Il jihad alla porta di casa
In Francia l'intelligence fallisce ancora, ma il vero disastro è culturale
Parigi. Uno schedato “S” ma “non una minaccia concreta” per i servizi segreti francesi, nonostante una condanna nel 2013 a tre anni di prigione per l’appartenenza a una rete jihadista tra Francia e Pakistan. Larossi Abballa, venticinquenne originario di Mantes-la-Jolie, non era più un sorvegliato speciale dell’intelligence, e lunedì notte, a Magnanville, a nord-ovest di Parigi, ha assassinato un alto funzionario di polizia davanti alla sua abituazione, gridando “Allahu Akbar”, prima di entrare, accoltellare anche la compagna e infine dichiarare fedeltà allo Stato islamico su Facebook Live. E’ il jihad sull’uscio di casa, che torna a disvelare tutta la fragilità della Francia, anche se per buona parte della classe politica questo terrore non ha ancora un aggettivo.
“Non è un terrorismo qualunque, è terrorismo islamista, portato avanti dall’islam radicale. Tuttavia, c’è ancora una paura generalizzata a stigmatizzare la comunità musulmana attraverso l’islamismo. Il presidente François Hollande ha parlato di ‘terrorismo’, ma ancora una volta, come dopo Charlie Hebdo e il Bataclan, non ha osato aggiungere l’aggettivo ‘islamista’. Soltanto il primo ministro, Manuel Valls, ha detto senza autocensure che l’islam politico è all’origine del terrorismo che negli ultimi due anni ha colpito la Francia”, spiega al Foglio Ivan Rioufol, intellettuale e giornalista del Figaro. “Non designare il nemico, l’islam radicale, impedisce di combatterlo. Siamo in un circolo vizioso, dove il governo e tutti coloro che non chiamano il nemico con il proprio nome sono complici di questa ideologia totalitaria che punta a intimidire la società e tenta di prendere in ostaggio tutta la comunità musulmana”, aggiunge Rioufol. Nella sua ultima opera, “La guerre civile qui vient”, Rioufol condanna il politicamente corretto come principale alleato dell’islamismo e invita i suoi compatrioti a un sussulto contro questa ideologia apocalittica. Ma a sentire Hollande e i suoi compagni di governo, la Francia sembra voler continuare a chiudere gli occhi dinanzi alla realtà. “Da quarant’anni questo mondo politico sonnolento si sforza di non vedere i disastri che ha prodotto, l’immigrazione scriteriata e il comunitarismo islamico. Non penso, purtroppo, che questo mondo avrà la lucidità di combattere frontalmente ciò che sta accadendo”, dichiara al Foglio Rioufol. Come a dire: non c’è rafforzamento della sicurezza che tenga se manca l’intenzione di guardare in faccia il nemico da sconfiggere. “Solo la società civile può diventare una forza politica capace di evadere dalla gabbia del politicamente corretto che uccide il dibattito”.

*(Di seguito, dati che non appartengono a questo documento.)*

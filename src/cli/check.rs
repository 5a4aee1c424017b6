//! Static support check for expressions

use super::CliError;
use crate::parser;

/// Options for the check command
#[derive(Debug, Clone, Default)]
pub struct CheckOptions {
    /// The expression to check
    pub expression: String,
}

/// Result of a check operation
#[derive(Debug, Clone, PartialEq, Eq)]
pub enum CheckResult {
    /// Every node and operator is in the supported subset
    Supported,
    /// The expression parses but contains the given unsupported kind
    Unsupported(&'static str),
}

/// Parses the expression and walks it for unsupported constructs without
/// evaluating anything.
///
/// Passing the check does not rule out run-time failures such as type
/// errors or calls to names outside the allow-list.
pub fn execute_check(options: &CheckOptions) -> Result<CheckResult, CliError> {
    let expression = parser::parse(&options.expression)?;
    Ok(match expression.first_unsupported() {
        None => CheckResult::Supported,
        Some(kind) => CheckResult::Unsupported(kind),
    })
}

#[cfg(test)]
mod tests {
    use super::*;
    use pretty_assertions::assert_eq;

    fn check(expression: &str) -> Result<CheckResult, CliError> {
        execute_check(&CheckOptions {
            expression: expression.to_string(),
        })
    }

    #[test]
    fn test_supported_expression() {
        assert_eq!(check("round(1.5) + 2 > 3").unwrap(), CheckResult::Supported);
    }

    #[test]
    fn test_unsupported_expression() {
        assert_eq!(check("x + 1").unwrap(), CheckResult::Unsupported("Name"));
        assert_eq!(check("a.b").unwrap(), CheckResult::Unsupported("Attribute"));
    }

    #[test]
    fn test_syntax_error() {
        assert!(matches!(check("1 +"), Err(CliError::Parse(_))));
    }
}
/// `base ** exponent` for a non-negative exponent. Results that would be
/// wider than `MAX_INTEGER_BITS` are refused before any multiplication.
fn integer_power(base: BigInt, exponent: &BigInt) -> Result<Value, EvalError> {
    if exponent.is_zero() {
        return Ok(Value::Integer(1));
    }
    if base.is_zero() || base.is_one() {
        return Ok(Value::from_bigint(base));
    }
    if base == BigInt::from(-1) {
        return Ok(Value::Integer(if exponent.is_even() { 1 } else { -1 }));
    }
    // |base| >= 2 here, so every factor adds at least bits(base) - 1 bits
    let exponent = exponent
        .to_u64()
        .filter(|e| (base.bits() - 1).saturating_mul(*e) < MAX_INTEGER_BITS)
        .and_then(|e| u32::try_from(e).ok())
        .ok_or_else(int_overflow)?;
    integer_result(base.pow(exponent))
}

/// Float `**`. Unlike the other float operators it reports overflow.
fn float_power(a: f64, b: f64) -> Result<Value, EvalError> {
    if a == 0.0 && b < 0.0 {
        return Err(EvalError::ZeroDivision);
    }
    if a < 0.0 && b.is_finite() && b.fract() != 0.0 {
        return Err(EvalError::ValueError(
            "negative number cannot be raised to a fractional power".to_string(),
        ));
    }
    let result = a.powf(b);
    if result.is_infinite() && a.is_finite() && b.is_finite() {
        return Err(EvalError::Overflow("numerical result out of range".to_string()));
    }
    Ok(Value::Float(result))
}

// ========================================
// Bitwise
// ========================================

fn bitwise(
    left: &Value,
    right: &Value,
    symbol: &str,
    on_bools: fn(bool, bool) -> bool,
    on_ints: fn(i64, i64) -> i64,
    on_bigs: fn(&BigInt, &BigInt) -> BigInt,
) -> Result<Value, EvalError> {
    match (left, right) {
        (Value::Boolean(a), Value::Boolean(b)) => Ok(Value::Boolean(on_bools(*a, *b))),
        _ => match (left.as_int(), right.as_int()) {
            (Some(a), Some(b)) => Ok(Value::Integer(on_ints(a, b))),
            _ => match (left.as_bigint(), right.as_bigint()) {
                (Some(a), Some(b)) => Ok(Value::from_bigint(on_bigs(&a, &b))),
                _ => Err(unsupported_operands(symbol, left, right)),
            },
        },
    }
}

fn bit_and(left: &Value, right: &Value, _limits: &EvalLimits) -> Result<Value, EvalError> {
    bitwise(left, right, "&", |a, b| a & b, |a, b| a & b, |a, b| a & b)
}

fn bit_or(left: &Value, right: &Value, _limits: &EvalLimits) -> Result<Value, EvalError> {
    bitwise(left, right, "|", |a, b| a | b, |a, b| a | b, |a, b| a | b)
}

fn bit_xor(left: &Value, right: &Value, _limits: &EvalLimits) -> Result<Value, EvalError> {
    bitwise(left, right, "^", |a, b| a ^ b, |a, b| a ^ b, |a, b| a ^ b)
}

// ========================================
// Comparison
// ========================================

/// Equality as `==` sees it: numbers compare by value across types
/// (`1 == 1.0 == True`), lists compare element-wise, and values of
/// unrelated types are simply unequal.
pub fn values_equal(left: &Value, right: &Value) -> bool {
    match (left, right) {
        (Value::Null, Value::Null) => true,
        (Value::String(a), Value::String(b)) => a == b,
        (Value::List(a), Value::List(b)) => {
            a.len() == b.len() && a.iter().zip(b).all(|(x, y)| values_equal(x, y))
        }
        (l, r) if l.is_numeric() && r.is_numeric() => {
            numeric_order(l, r) == Some(Ordering::Equal)
        }
        _ => false,
    }
}

/// Orders two numeric values; `None` when either side is NaN.
fn numeric_order(left: &Value, right: &Value) -> Option<Ordering> {
    match promote(left, right, "<") {
        Ok(Numbers::Ints(a, b)) => Some(a.cmp(&b)),
        Ok(Numbers::Bigs(a, b)) => Some(a.cmp(&b)),
        Ok(Numbers::Floats(a, b)) => a.partial_cmp(&b),
        Ok(Numbers::Decimals(a, b)) => Some(a.cmp(&b)),
        // Pairs with no common type: decimal against float, or an integer
        // too wide for the other side
        Err(_) => match (left, right) {
            (Value::Decimal(d), Value::Float(f)) => {
                Decimal::from_f64_retain(*f).map(|f| d.cmp(&f))
            }
            (Value::Float(f), Value::Decimal(d)) => {
                Decimal::from_f64_retain(*f).map(|f| f.cmp(d))
            }
            (Value::BigInt(n), Value::Float(f)) => wide_float_order(n, *f),
            (Value::Float(f), Value::BigInt(n)) => wide_float_order(n, *f).map(Ordering::reverse),
            (Value::BigInt(n), Value::Decimal(_)) => Some(sign_order(n)),
            (Value::Decimal(_), Value::BigInt(n)) => Some(sign_order(n).reverse()),
            _ => None,
        },
    }
}

/// Order of an integer beyond every value of the other type.
fn sign_order(n: &BigInt) -> Ordering {
    if n.is_negative() {
        Ordering::Less
    } else {
        Ordering::Greater
    }
}

/// Exact order of a wide integer against a float.
fn wide_float_order(n: &BigInt, f: f64) -> Option<Ordering> {
    if f.is_nan() {
        return None;
    }
    if f.is_infinite() {
        return Some(if f > 0.0 { Ordering::Less } else { Ordering::Greater });
    }
    let whole = BigInt::from_f64(f.trunc())?;
    let fraction = 0.0f64.partial_cmp(&f.fract()).unwrap_or(Ordering::Equal);
    Some(n.cmp(&whole).then(fraction))
}

fn partial_order(left: &Value, right: &Value, op: CmpOp) -> Result<Option<Ordering>, EvalError> {
    match (left, right) {
        (l, r) if l.is_numeric() && r.is_numeric() => Ok(numeric_order(l, r)),
        (Value::String(a), Value::String(b)) => Ok(Some(a.cmp(b))),
        (Value::List(a), Value::List(b)) => {
            // The first unequal pair decides; otherwise the shorter list is smaller
            match a.iter().zip(b).find(|(x, y)| !values_equal(x, y)) {
                Some((x, y)) => partial_order(x, y, op),
                None => Ok(Some(a.len().cmp(&b.len()))),
            }
        }
        _ => Err(EvalError::TypeError(format!(
            "'{}' not supported between {} and {}",
            op.symbol(),
            left.type_name(),
            right.type_name()
        ))),
    }
}

fn ordered(
    left: &Value,
    right: &Value,
    op: CmpOp,
    accept: fn(Ordering) -> bool,
) -> Result<Value, EvalError> {
    let ordering = partial_order(left, right, op)?;
    Ok(Value::Boolean(ordering.is_some_and(accept)))
}

fn equal(left: &Value, right: &Value) -> Result<Value, EvalError> {
    Ok(Value::Boolean(values_equal(left, right)))
}

fn not_equal(left: &Value, right: &Value) -> Result<Value, EvalError> {
    Ok(Value::Boolean(!values_equal(left, right)))
}

fn less(left: &Value, right: &Value) -> Result<Value, EvalError> {
    ordered(left, right, CmpOp::Lt, Ordering::is_lt)
}

fn less_equal(left: &Value, right: &Value) -> Result<Value, EvalError> {
    ordered(left, right, CmpOp::LtE, Ordering::is_le)
}

fn greater(left: &Value, right: &Value) -> Result<Value, EvalError> {
    ordered(left, right, CmpOp::Gt, Ordering::is_gt)
}

fn greater_equal(left: &Value, right: &Value) -> Result<Value, EvalError> {
    ordered(left, right, CmpOp::GtE, Ordering::is_ge)
}

fn is(left: &Value, right: &Value) -> Result<Value, EvalError> {
    Ok(Value::Boolean(identical(left, right)))
}

fn is_not(left: &Value, right: &Value) -> Result<Value, EvalError> {
    Ok(Value::Boolean(!identical(left, right)))
}

fn member(left: &Value, right: &Value) -> Result<Value, EvalError> {
    contains(right, left).map(Value::Boolean)
}

fn not_member(left: &Value, right: &Value) -> Result<Value, EvalError> {
    contains(right, left).map(|found| Value::Boolean(!found))
}

/// Identity as `is` sees it.
///
/// `None`, booleans, integers, floats and strings are immutable scalars
/// and are identical when they have the same type and value. Lists,
/// decimals and integers wider than 64 bits are built fresh by every
/// evaluation, so two of them are never the same object.
fn identical(left: &Value, right: &Value) -> bool {
    match (left, right) {
        (Value::Null, Value::Null) => true,
        (Value::Boolean(a), Value::Boolean(b)) => a == b,
        (Value::Integer(a), Value::Integer(b)) => a == b,
        (Value::Float(a), Value::Float(b)) => a.to_bits() == b.to_bits(),
        (Value::String(a), Value::String(b)) => a == b,
        _ => false,
    }
}

/// Membership test: list elements by equality, substrings of strings.
pub(crate) fn contains(container: &Value, item: &Value) -> Result<bool, EvalError> {
    match (container, item) {
        (Value::List(items), _) => Ok(items.iter().any(|x| values_equal(x, item))),
        (Value::String(haystack), Value::String(needle)) => Ok(haystack.contains(needle.as_str())),
        (Value::String(_), other) => Err(EvalError::TypeError(format!(
            "'in <string>' requires string as left operand, not {}",
            other.type_name()
        ))),
        (other, _) => Err(EvalError::TypeError(format!(
            "argument of type {} is not iterable",
            other.type_name()
        ))),
    }
}

/// Converts a float to the integer it truncates to.
pub(crate) fn float_to_int(value: f64) -> Result<Value, EvalError> {
    if value.is_nan() {
        return Err(EvalError::ValueError(
            "cannot convert float NaN to integer".to_string(),
        ));
    }
    if value.is_infinite() {
        return Err(EvalError::Overflow(
            "cannot convert float infinity to integer".to_string(),
        ));
    }
    BigInt::from_f64(value.trunc())
        .map(Value::from_bigint)
        .ok_or_else(int_overflow)
}

/// Converts a decimal to the integer it truncates to.
pub(crate) fn decimal_to_int(value: Decimal) -> Result<Value, EvalError> {
    value
        .trunc()
        .to_i128()
        .map(|n| Value::from_bigint(BigInt::from(n)))
        .ok_or_else(int_overflow)
}

/// Exact decimal for an integer-valued or any finite float.
pub(crate) fn decimal_from_float(value: f64) -> Result<Decimal, EvalError> {
    Decimal::from_f64_retain(value)
        .or_else(|| Decimal::from_f64(value))
        .ok_or_else(|| EvalError::ValueError(format!("cannot convert {} to decimal", value)))
}
use num_bigint::BigInt;

#[derive(Debug, Clone, PartialEq)]
pub enum Token {
    // Literals
    /// Integer literal, in decimal, hex, octal or binary
    ///
    /// # Examples
    /// ```text
    /// 42
    /// 1_000
    /// 0xff
    /// ```
    Integer(i64),

    /// Integer literal too wide for 64 bits
    BigInteger(BigInt),

    /// Floating-point literal
    ///
    /// # Examples
    /// ```text
    /// 3.14
    /// .5
    /// 1e-3
    /// ```
    Float(f64),

    /// String literal in single or double quotes
    ///
    /// # Examples
    /// ```text
    /// "hello"
    /// 'item #1'
    /// ```
    String(String),

    /// `True` / `False`
    Boolean(bool),

    /// `None`
    None,

    /// Identifier
    ///
    /// Must start with a letter or underscore, followed by letters, digits,
    /// or underscores.
    ///
    /// # Examples
    /// ```text
    /// round
    /// Decimal
    /// _private
    /// ```
    Identifier(String),

    // Keywords
    And,
    Or,
    Not,
    In,
    Is,
    If,
    Else,
    For,
    Lambda,

    // Arithmetic
    /// `+`
    Plus,
    /// `-`
    Minus,
    /// `*`
    Star,
    /// `**`
    DoubleStar,
    /// `/`
    Slash,
    /// `//`
    DoubleSlash,
    /// `%`
    Percent,
    /// `@`
    At,

    // Bitwise
    /// `&`
    Ampersand,
    /// `|`
    Pipe,
    /// `^`
    Caret,
    /// `~`
    Tilde,
    /// `<<`
    LeftShift,
    /// `>>`
    RightShift,

    // Comparison
    /// `==`
    EqEq,
    /// `!=`
    NotEq,
    /// `<`
    Lt,
    /// `>`
    Gt,
    /// `<=`
    LtEq,
    /// `>=`
    GtEq,

    /// `=`, only legal in keyword arguments
    Assign,

    // Delimiters
    LParen,
    RParen,
    LBracket,
    RBracket,
    LBrace,
    RBrace,
    Comma,
    Colon,
    Dot,

    /// End of input
    Eof,
}

impl Token {
    /// Short description used in parse error messages.
    pub fn describe(&self) -> String {
        match self {
            Token::Integer(n) => format!("integer {}", n),
            Token::BigInteger(n) => format!("integer {}", n),
            Token::Float(n) => format!("float {}", n),
            Token::String(s) => format!("string {:?}", s),
            Token::Boolean(true) => "'True'".to_string(),
            Token::Boolean(false) => "'False'".to_string(),
            Token::None => "'None'".to_string(),
            Token::Identifier(name) => format!("identifier '{}'", name),
            Token::Eof => "end of input".to_string(),
            other => format!("'{}'", other.symbol()),
        }
    }

    fn symbol(&self) -> &'static str {
        match self {
            Token::And => "and",
            Token::Or => "or",
            Token::Not => "not",
            Token::In => "in",
            Token::Is => "is",
            Token::If => "if",
            Token::Else => "else",
            Token::For => "for",
            Token::Lambda => "lambda",
            Token::Plus => "+",
            Token::Minus => "-",
            Token::Star => "*",
            Token::DoubleStar => "**",
            Token::Slash => "/",
            Token::DoubleSlash => "//",
            Token::Percent => "%",
            Token::At => "@",
            Token::Ampersand => "&",
            Token::Pipe => "|",
            Token::Caret => "^",
            Token::Tilde => "~",
            Token::LeftShift => "<<",
            Token::RightShift => ">>",
            Token::EqEq => "==",
            Token::NotEq => "!=",
            Token::Lt => "<",
            Token::Gt => ">",
            Token::LtEq => "<=",
            Token::GtEq => ">=",
            Token::Assign => "=",
            Token::LParen => "(",
            Token::RParen => ")",
            Token::LBracket => "[",
            Token::RBracket => "]",
            Token::LBrace => "{",
            Token::RBrace => "}",
            Token::Comma => ",",
            Token::Colon => ":",
            Token::Dot => ".",
            _ => "?",
        }
    }
}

Il presidente americano Obama e Hillary Clinton, dopo la strage jihadista di Orlando, hanno incolpato le armi per la proliferazione del terrorismo. E in Francia, allora, dove il terrorismo dilaga anche se la vendita di armi è vietata? “Le reticenze dei politici francesi sono le stesse di quelli americani, e più in generale della maggior parte delle personalità politiche del mondo occidentale, con l’eccezione di Donald Trump. Questo fatto mostra tutta la fragilità dell’occidente dinanzi all’islam radicale, che è ancora minoritario ma sta acquistando sempre più forza approfittando della pavidità e della mollezza delle nostre élite”, spiega Rioufol. “Quando Obama incolpa le lobby delle armi piuttosto che incolpare l’islam radicale, si dimentica di dire che quest’ultimo è il principale propagatore di violenza. In Francia, la vendita delle armi è vietata, ma gli islamisti se le procurano facilmente tramite altri canali”. Nella lotta al terrorismo, bandire le armi da fuoco è soltanto un palliativo.